Muita gente está preocupada com o “final do semestre”, e com razão. Afinal, a DAC manda mensagens automáticas aos docentes afirmando que as notas e frequências deverão ser inseridas no sistema “impreterivelmente” até o dia estipulado no calendário (como se esse calendário pudesse ser mantido após mais de um mês de greve…). E muitos alunos são advertidos de que não poderão fazer a matrícula no 2º semestre, se não cumprirem os créditos do 1º, quando há pré-requisito (como se os alunos pudessem cumprir créditos de disciplinas não finalizadas…). Aí os alunos entram em pânico, o que é natural. E muitos professores ficam divididos, por considerações éticas (não querem prejudicar os alunos).

Mas… tem alguma coisa errada nisso daqui. Voltemos um pouco o filme. Quem estuda ou trabalha na universidade está familiarizada (o) com a instituição do exame vestibular, essa máquina de dar lucro aos chamados “cursos preparatórios”. Quando há algum erro no vestibular, como um “gabarito” errado de alguma questão, a grita é enorme. Mas quem é responsabilizado é a instituição, não um indivíduo particular. Nesses casos, a questão com algum problema é anulada. A instituição não pode penalizar quem não tiver respondido de acordo com o “gabarito” — nem dar pontos a quem tiver acertado, de acordo com um “gabarito” errado ou incompleto. Tampouco se põe a culpa nalgum diagramador que porventura tenha trocado as letras do “gabarito” etc. A falha é institucional, não se responsabiliza o indivíduo (salvo caso de má-fé etc., mais aí a coisa é outra, criminal).

COISA ERRADA

Agora, com docentes e funcionários da Unicamp em greve há mais de um mês, com base em decisões coletivas para defender direitos garantidos constitucionalmente, quer-se individualizar as responsabilidades. Não, certamente tem coisa errada nisso daqui. O docente em greve não pode lançar nota sem ter cumprido o programa, dentro dos padrões de qualidade e seriedade esperados e exigidos na Unicamp. Tem que cumprir o programa antes. Tem que repor aulas, se for o caso — após o final da greve (Será que o Cruesp vai negociar? Sem negociação, a greve continua).

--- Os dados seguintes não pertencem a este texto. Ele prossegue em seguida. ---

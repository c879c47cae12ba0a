//! カタログインデックス
//!
//! エントリの集合を追加順に保持し、アルバム / カテゴリの一覧（導出値）と
//! 検索文字列 + 分類フィルタによる絞り込みを提供する。

use crate::error::Result;
use crate::palette::Palette;
use crate::taxonomy::TaxonomyEditor;
use crate::types::{normalize_bucket, Axis, CatalogEntry, EntryId, DEFAULT_FALLBACK_BUCKET};
use std::collections::{BTreeSet, HashSet};

/// サイドバーの分類項目
///
/// 先頭の `All` は「絞り込みなし」を表す番兵で、データには存在しない。
#[derive(Debug, Clone, PartialEq, Eq)]
pub enum Bucket {
    All,
    Value(String),
}

impl Bucket {
    /// 表示ラベル
    pub fn label(&self) -> &str {
        match self {
            Bucket::All => "All",
            Bucket::Value(v) => v,
        }
    }

    /// フィルタ値（`All` は `None`）
    pub fn as_filter(&self) -> Option<&str> {
        match self {
            Bucket::All => None,
            Bucket::Value(v) => Some(v),
        }
    }
}

/// カタログ本体
#[derive(Debug, Clone)]
pub struct Catalog {
    entries: Vec<CatalogEntry>,
    /// 使用中のID
    ids: HashSet<EntryId>,
    next_id: u64,
    fallback_bucket: String,
}

impl Default for Catalog {
    fn default() -> Self {
        Self::new()
    }
}

impl Catalog {
    pub fn new() -> Self {
        Self::with_fallback(DEFAULT_FALLBACK_BUCKET)
    }

    /// フォールバック分類名を指定して空のカタログを作る
    pub fn with_fallback(fallback_bucket: impl Into<String>) -> Self {
        let fallback_bucket = normalize_bucket(&fallback_bucket.into(), DEFAULT_FALLBACK_BUCKET);
        Self {
            entries: Vec::new(),
            ids: HashSet::new(),
            next_id: 1,
            fallback_bucket,
        }
    }

    /// 外部から読み込んだレコード列でカタログを構築
    ///
    /// ID が 0（未設定）または重複しているレコードには新しい ID を振り直す。
    pub fn from_entries(
        entries: impl IntoIterator<Item = CatalogEntry>,
        fallback_bucket: impl Into<String>,
    ) -> Self {
        let mut catalog = Self::with_fallback(fallback_bucket);
        let entries: Vec<CatalogEntry> = entries.into_iter().collect();

        // 先に有効なIDをすべて確保してから、残りに空きIDを振る
        let keep: Vec<bool> = entries
            .iter()
            .map(|e| e.id.0 != 0 && catalog.ids.insert(e.id))
            .collect();

        catalog.next_id = catalog
            .ids
            .iter()
            .map(|id| id.0)
            .max()
            .and_then(|max| max.checked_add(1))
            .unwrap_or(1);

        for (mut entry, keep) in entries.into_iter().zip(keep) {
            if !keep {
                let fresh = catalog.allocate_id();
                log::warn!(
                    "entry {:?} has a missing or duplicate id {}, reassigned to {}",
                    entry.file_name,
                    entry.id,
                    fresh
                );
                entry.id = fresh;
            }
            catalog.normalize(&mut entry);
            catalog.entries.push(entry);
        }

        log::debug!("catalog loaded: {} entries", catalog.entries.len());
        catalog
    }

    /// JSON配列から構築
    pub fn from_json(json: &str, fallback_bucket: impl Into<String>) -> Result<Self> {
        let entries: Vec<CatalogEntry> = serde_json::from_str(json)?;
        Ok(Self::from_entries(entries, fallback_bucket))
    }

    /// JSON配列へ書き出し
    pub fn to_json(&self) -> Result<String> {
        Ok(serde_json::to_string_pretty(&self.entries)?)
    }

    /// 未使用のIDを採番する
    ///
    /// 通常は最大ID+1から単調増加。`u64::MAX` に達したら 1 に戻り、使用中のIDは飛ばす。
    fn allocate_id(&mut self) -> EntryId {
        loop {
            let candidate = EntryId(self.next_id);
            self.next_id = self.next_id.checked_add(1).unwrap_or(1);
            if candidate.0 != 0 && self.ids.insert(candidate) {
                return candidate;
            }
        }
    }

    /// 分類・タグ・色名の整合をとる
    fn normalize(&self, entry: &mut CatalogEntry) {
        entry.album = normalize_bucket(&entry.album, &self.fallback_bucket);
        entry.category = normalize_bucket(&entry.category, &self.fallback_bucket);

        let tags = std::mem::take(&mut entry.tags);
        for tag in &tags {
            entry.add_tag(tag);
        }

        if entry.colors.len() != entry.color_names.len() {
            let colors = std::mem::take(&mut entry.colors);
            entry.apply_palette(Palette::from_colors(colors));
        }
    }

    /// エントリを末尾に追加し、採番したIDを返す
    ///
    /// 渡されたエントリの `id` は無視される。
    pub fn add(&mut self, mut entry: CatalogEntry) -> EntryId {
        let id = self.allocate_id();
        entry.id = id;
        self.normalize(&mut entry);
        log::debug!("added entry {} ({})", id, entry.file_name);
        self.entries.push(entry);
        id
    }

    pub fn get(&self, id: EntryId) -> Option<&CatalogEntry> {
        self.entries.iter().find(|e| e.id == id)
    }

    /// 全エントリ（追加順）
    pub fn entries(&self) -> &[CatalogEntry] {
        &self.entries
    }

    pub(crate) fn entries_mut(&mut self) -> &mut [CatalogEntry] {
        &mut self.entries
    }

    pub fn len(&self) -> usize {
        self.entries.len()
    }

    pub fn is_empty(&self) -> bool {
        self.entries.is_empty()
    }

    pub fn fallback_bucket(&self) -> &str {
        &self.fallback_bucket
    }

    /// 指定軸の値一覧（重複なし・辞書順）
    pub fn values(&self, axis: Axis) -> Vec<String> {
        self.entries
            .iter()
            .map(|e| e.axis_value(axis))
            .collect::<BTreeSet<_>>()
            .into_iter()
            .map(str::to_string)
            .collect()
    }

    /// 指定軸のサイドバー項目（先頭は `All`）
    pub fn buckets(&self, axis: Axis) -> Vec<Bucket> {
        std::iter::once(Bucket::All)
            .chain(self.values(axis).into_iter().map(Bucket::Value))
            .collect()
    }

    pub fn list_albums(&self) -> Vec<Bucket> {
        self.buckets(Axis::Album)
    }

    pub fn list_categories(&self) -> Vec<Bucket> {
        self.buckets(Axis::Category)
    }

    /// 追加フォームの既定値（辞書順で最初の値）
    pub fn first_value(&self, axis: Axis) -> Option<String> {
        self.values(axis).into_iter().next()
    }

    /// 検索文字列・アルバム・カテゴリで絞り込む
    ///
    /// 検索は大文字小文字を区別しない部分一致。空文字列は全件一致。
    /// 分類フィルタは `None` で制限なし、両方指定時は AND。
    pub fn filter(
        &self,
        query: &str,
        album: Option<&str>,
        category: Option<&str>,
    ) -> Vec<&CatalogEntry> {
        let needle = query.to_lowercase();

        self.entries
            .iter()
            .filter(|e| {
                needle.is_empty()
                    || e.search_fields().any(|f| f.to_lowercase().contains(&needle))
            })
            .filter(|e| album.map_or(true, |a| e.album == a))
            .filter(|e| category.map_or(true, |c| e.category == c))
            .collect()
    }

    /// 分類名の変更・削除用エディタ
    pub fn taxonomy(&mut self) -> TaxonomyEditor<'_> {
        TaxonomyEditor::new(self)
    }
}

E os alunos não têm como se inscrever em algumas disciplinas do 2º semestre porque a instituição não lhe ofereceu a oportunidade de obter os créditos do 1º. Ora, se a instituição não deu ao aluno a oportunidade de adquirir o pré-requisito dentro do prazo (porque os reitores não negociam etc.), não pode cobrar dos alunos esses pré-requisitos. Simples assim.

Ah, tem mais uma coisa: o próprio reitor da Unicamp já reconheceu de público a legitimidade da greve, em mais de uma oportunidade. Portanto, nenhuma penalidade baseada em não-cumprimento de prazos (em função da impossibilidade de fazer isso, decorrente de inoperância da própria instituição), pode ser aplicada.

DIREITO DO ALUNO

Aqui, sim, entra o direito do indivíduo, dos alunos: não podem ser prejudicados. O calendário tem de ser alterado. E qualquer prejuízo externo em função dessa alteração tem de ser cobrado da instituição — óbvio!

Enquanto isso, o governador do estado faz de conta que não é com ele. Diz que “respeita a autonomia das universidades”. Não é bem assim. Prometeu, por exemplo, em documento assinado, repassar complementação de verba permanente à Unicamp, para implementação e manutenção da FCA em Limeira.

Algo da ordem de 5,57 milhões por ano. Não é dinheiro de pinga.

Prometeu, mas não cumpriu. Por isso, falta dinheiro na FCA, que poderia ser usado para gastos correntes, aprimorar a infraestrutura, dar apoio à permanência estudantil etc. Os custos atuais saem do orçamento geral da Unicamp, que ficou como era antes da promessa do governador.

REPASSES ERRADOS

Ou seja, esse dinheiro deixa de estar disponível para atender a demandas do campus de Campinas também. O cobertor ficou mais curto do que já era. Mas não é só isso. O governo do estado não repassa às universidades o que devia, pela legislação vigente. Algo da ordem de 540 milhões em 2013. De 2009 para cá, 2 bilhões! Não, não é dinheiro de pinga.

O Cruesp também se fazia de desentendido.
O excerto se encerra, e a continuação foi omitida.